START Information given

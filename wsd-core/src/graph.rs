//! # Grafo de Tokens e Resolução de Ordem
//!
//! O pipeline hospedeiro entrega as sentenças como um grafo: cada token é um
//! nó e a ordem linear é codificada por arcos `relation` com valor `"NEXT"`.
//! A ordem não é inerente aos nós; ela precisa ser reconstruída caminhando
//! pelos sucessores a partir do primeiro nó do enunciado.
//!
//! ```text
//!  [go] --NEXT--> [to] --NEXT--> [the] --NEXT--> [fridge]
//!   ^ primeiro nó do enunciado
//! ```
//!
//! ## Invariante assumida do tagger upstream
//!
//! Todo token que não é o último possui exatamente um arco de saída `NEXT`.
//! Se um nó tem arcos de saída mas nenhum deles é `NEXT`, a caminhada para
//! ali (com um aviso no log) em vez de girar para sempre.
//!
//! Ciclos são detectados com um conjunto de visitados e resultam em
//! [`WsdError::Structural`]. Como nenhum nó entra duas vezes, o conjunto
//! também limita a caminhada ao número de nós do grafo.

use std::collections::HashSet;

use serde::{Deserialize, Serialize};
use tracing::warn;

use crate::error::{Result, WsdError};
use crate::token::{Token, TokenId};

/// Valor do arco de sucessão linear.
pub const NEXT_RELATION: &str = "NEXT";

/// Um arco rotulado entre dois tokens.
#[derive(Debug, Clone, PartialEq, Eq, Serialize, Deserialize)]
pub struct TokenArc {
    pub source: TokenId,
    pub target: TokenId,
    /// Valor do atributo `relation` (ex: `"NEXT"`).
    pub relation: String,
}

/// Visão mínima de um grafo entregue pelo pipeline hospedeiro.
///
/// Hosts podem entregar outros tipos de grafo; só grafos de parse carregam
/// a relação de sucessão necessária para ordenar os tokens.
pub trait UtteranceGraph {
    /// Retorna o grafo como [`ParseGraph`], se ele for um.
    fn as_parse_graph(&self) -> Option<&ParseGraph>;

    /// Nome do tipo de grafo (para mensagens de erro).
    fn kind(&self) -> &str;
}

/// Grafo de parse: nós de token, arcos rotulados e o primeiro nó do enunciado.
#[derive(Debug, Clone, Default, Serialize, Deserialize)]
pub struct ParseGraph {
    nodes: Vec<Token>,
    arcs: Vec<TokenArc>,
    first_utterance: Option<TokenId>,
}

impl ParseGraph {
    pub fn new() -> Self {
        Self::default()
    }

    /// Constrói um grafo encadeando os tokens com arcos `NEXT` na ordem dada.
    ///
    /// Os ids são reatribuídos sequencialmente.
    pub fn from_tokens(tokens: Vec<Token>) -> Self {
        let mut graph = Self::new();
        let mut prev: Option<TokenId> = None;
        for token in tokens {
            let id = graph.add_token(token);
            match prev {
                Some(p) => graph.link(p, id, NEXT_RELATION),
                None => graph.set_first_utterance(id),
            }
            prev = Some(id);
        }
        graph
    }

    /// Insere um token como novo nó e retorna seu id.
    pub fn add_token(&mut self, mut token: Token) -> TokenId {
        let id = TokenId(self.nodes.len());
        token.id = id;
        self.nodes.push(token);
        id
    }

    /// Cria um arco `source -> target` com o valor de relação dado.
    pub fn link(&mut self, source: TokenId, target: TokenId, relation: &str) {
        self.arcs.push(TokenArc {
            source,
            target,
            relation: relation.to_string(),
        });
    }

    pub fn set_first_utterance(&mut self, id: TokenId) {
        self.first_utterance = Some(id);
    }

    pub fn first_utterance(&self) -> Option<TokenId> {
        self.first_utterance
    }

    pub fn token(&self, id: TokenId) -> Option<&Token> {
        self.nodes.get(id.0)
    }

    pub fn node_count(&self) -> usize {
        self.nodes.len()
    }

    /// Arcos que saem do nó, na ordem de inserção.
    pub fn outgoing_arcs(&self, id: TokenId) -> impl Iterator<Item = &TokenArc> {
        self.arcs.iter().filter(move |arc| arc.source == id)
    }
}

impl UtteranceGraph for ParseGraph {
    fn as_parse_graph(&self) -> Option<&ParseGraph> {
        Some(self)
    }

    fn kind(&self) -> &str {
        "parse"
    }
}

/// Reconstrói a ordem linear dos tokens de uma sentença.
///
/// # Algoritmo
/// 1. Sem primeiro nó do enunciado → sequência vazia.
/// 2. Anexa o nó atual ao resultado.
/// 3. Nó sem arcos de saída → fim.
/// 4. Segue o primeiro arco cujo valor de relação é `"NEXT"`.
///
/// # Erros
/// - [`WsdError::Structural`] se o grafo não é um grafo de parse (antes de
///   qualquer iteração), se um nó se repete (ciclo) ou se um arco aponta
///   para um nó inexistente.
pub fn resolve_order(graph: &dyn UtteranceGraph) -> Result<Vec<Token>> {
    let parse_graph = graph.as_parse_graph().ok_or_else(|| {
        WsdError::Structural(format!("graph of kind '{}' is not a parse graph", graph.kind()))
    })?;

    let Some(mut current) = parse_graph.first_utterance() else {
        return Ok(Vec::new());
    };

    let node_count = parse_graph.node_count();
    let mut visited: HashSet<TokenId> = HashSet::with_capacity(node_count);
    let mut ordered = Vec::with_capacity(node_count);

    loop {
        if !visited.insert(current) {
            return Err(WsdError::Structural(format!(
                "cycle detected: token {current} visited twice"
            )));
        }
        let token = parse_graph.token(current).ok_or_else(|| {
            WsdError::Structural(format!("arc points to unknown token {current}"))
        })?;
        ordered.push(token.clone());

        let mut arcs = parse_graph.outgoing_arcs(current).peekable();
        if arcs.peek().is_none() {
            break;
        }
        match arcs.find(|arc| arc.relation == NEXT_RELATION) {
            Some(arc) => current = arc.target,
            None => {
                warn!(token = %current, "token has outgoing arcs but none is NEXT; stopping walk");
                break;
            }
        }
    }

    Ok(ordered)
}

#[cfg(test)]
mod tests {
    use super::*;

    fn tok(surface: &str, pos: &str) -> Token {
        Token::new(0, surface, surface, pos, "O")
    }

    fn surfaces(tokens: &[Token]) -> Vec<&str> {
        tokens.iter().map(|t| t.surface.as_str()).collect()
    }

    #[test]
    fn test_resolve_linear_chain() {
        let graph = ParseGraph::from_tokens(vec![
            tok("go", "VB"),
            tok("to", "TO"),
            tok("the", "DT"),
            tok("fridge", "NN"),
        ]);
        let ordered = resolve_order(&graph).unwrap();
        assert_eq!(surfaces(&ordered), vec!["go", "to", "the", "fridge"]);
    }

    #[test]
    fn test_order_is_derived_from_arcs_not_insertion() {
        let mut graph = ParseGraph::new();
        let fridge = graph.add_token(tok("fridge", "NN"));
        let open = graph.add_token(tok("open", "VB"));
        let the = graph.add_token(tok("the", "DT"));
        graph.set_first_utterance(open);
        graph.link(open, the, NEXT_RELATION);
        graph.link(the, fridge, NEXT_RELATION);

        let ordered = resolve_order(&graph).unwrap();
        assert_eq!(surfaces(&ordered), vec!["open", "the", "fridge"]);
    }

    #[test]
    fn test_non_next_arcs_are_ignored() {
        let mut graph = ParseGraph::new();
        let a = graph.add_token(tok("take", "VB"));
        let b = graph.add_token(tok("cup", "NN"));
        graph.set_first_utterance(a);
        graph.link(a, b, "dependency");
        graph.link(a, b, NEXT_RELATION);

        let ordered = resolve_order(&graph).unwrap();
        assert_eq!(surfaces(&ordered), vec!["take", "cup"]);
    }

    #[test]
    fn test_arcs_without_next_stop_the_walk() {
        let mut graph = ParseGraph::new();
        let a = graph.add_token(tok("take", "VB"));
        let b = graph.add_token(tok("cup", "NN"));
        graph.set_first_utterance(a);
        graph.link(a, b, "coref");

        let ordered = resolve_order(&graph).unwrap();
        assert_eq!(surfaces(&ordered), vec!["take"]);
    }

    #[test]
    fn test_empty_graph_yields_empty_order() {
        let graph = ParseGraph::new();
        assert!(resolve_order(&graph).unwrap().is_empty());
    }

    #[test]
    fn test_cycle_is_structural_error() {
        let mut graph = ParseGraph::new();
        let a = graph.add_token(tok("a", "DT"));
        let b = graph.add_token(tok("b", "NN"));
        graph.set_first_utterance(a);
        graph.link(a, b, NEXT_RELATION);
        graph.link(b, a, NEXT_RELATION);

        match resolve_order(&graph) {
            Err(WsdError::Structural(msg)) => assert!(msg.contains("cycle")),
            other => panic!("esperado Structural, obtido {other:?}"),
        }
    }

    #[test]
    fn test_self_loop_stops_at_node_count() {
        let mut graph = ParseGraph::new();
        let a = graph.add_token(tok("cup", "NN"));
        graph.set_first_utterance(a);
        graph.link(a, a, NEXT_RELATION);

        assert_eq!(graph.node_count(), 1);
        assert!(matches!(resolve_order(&graph), Err(WsdError::Structural(_))));
    }

    #[test]
    fn test_dangling_arc_is_structural_error() {
        let mut graph = ParseGraph::new();
        let a = graph.add_token(tok("a", "DT"));
        graph.set_first_utterance(a);
        graph.link(a, TokenId(42), NEXT_RELATION);

        assert!(matches!(resolve_order(&graph), Err(WsdError::Structural(_))));
    }

    struct DependencyGraph;

    impl UtteranceGraph for DependencyGraph {
        fn as_parse_graph(&self) -> Option<&ParseGraph> {
            None
        }

        fn kind(&self) -> &str {
            "dependency"
        }
    }

    #[test]
    fn test_wrong_graph_kind_is_structural_error() {
        match resolve_order(&DependencyGraph) {
            Err(WsdError::Structural(msg)) => assert!(msg.contains("dependency")),
            other => panic!("esperado Structural, obtido {other:?}"),
        }
    }
}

END Information given

The required output is the entries from their opening line through the line holding "Todo token que", repeated exactly, with both end lines kept.

filename wsd-core/src/graph.rs
//! # Grafo de Tokens e Resolução de Ordem
//!
//! O pipeline hospedeiro entrega as sentenças como um grafo: cada token é um
//! nó e a ordem linear é codificada por arcos `relation` com valor `"NEXT"`.
//! A ordem não é inerente aos nós; ela precisa ser reconstruída caminhando
//! pelos sucessores a partir do primeiro nó do enunciado.
//!
//! ```text
//!  [go] --NEXT--> [to] --NEXT--> [the] --NEXT--> [fridge]
//!   ^ primeiro nó do enunciado
//! ```
//!
//! ## Invariante assumida do tagger upstream
//!
//! Todo token que não é o último possui exatamente um arco de saída `NEXT`.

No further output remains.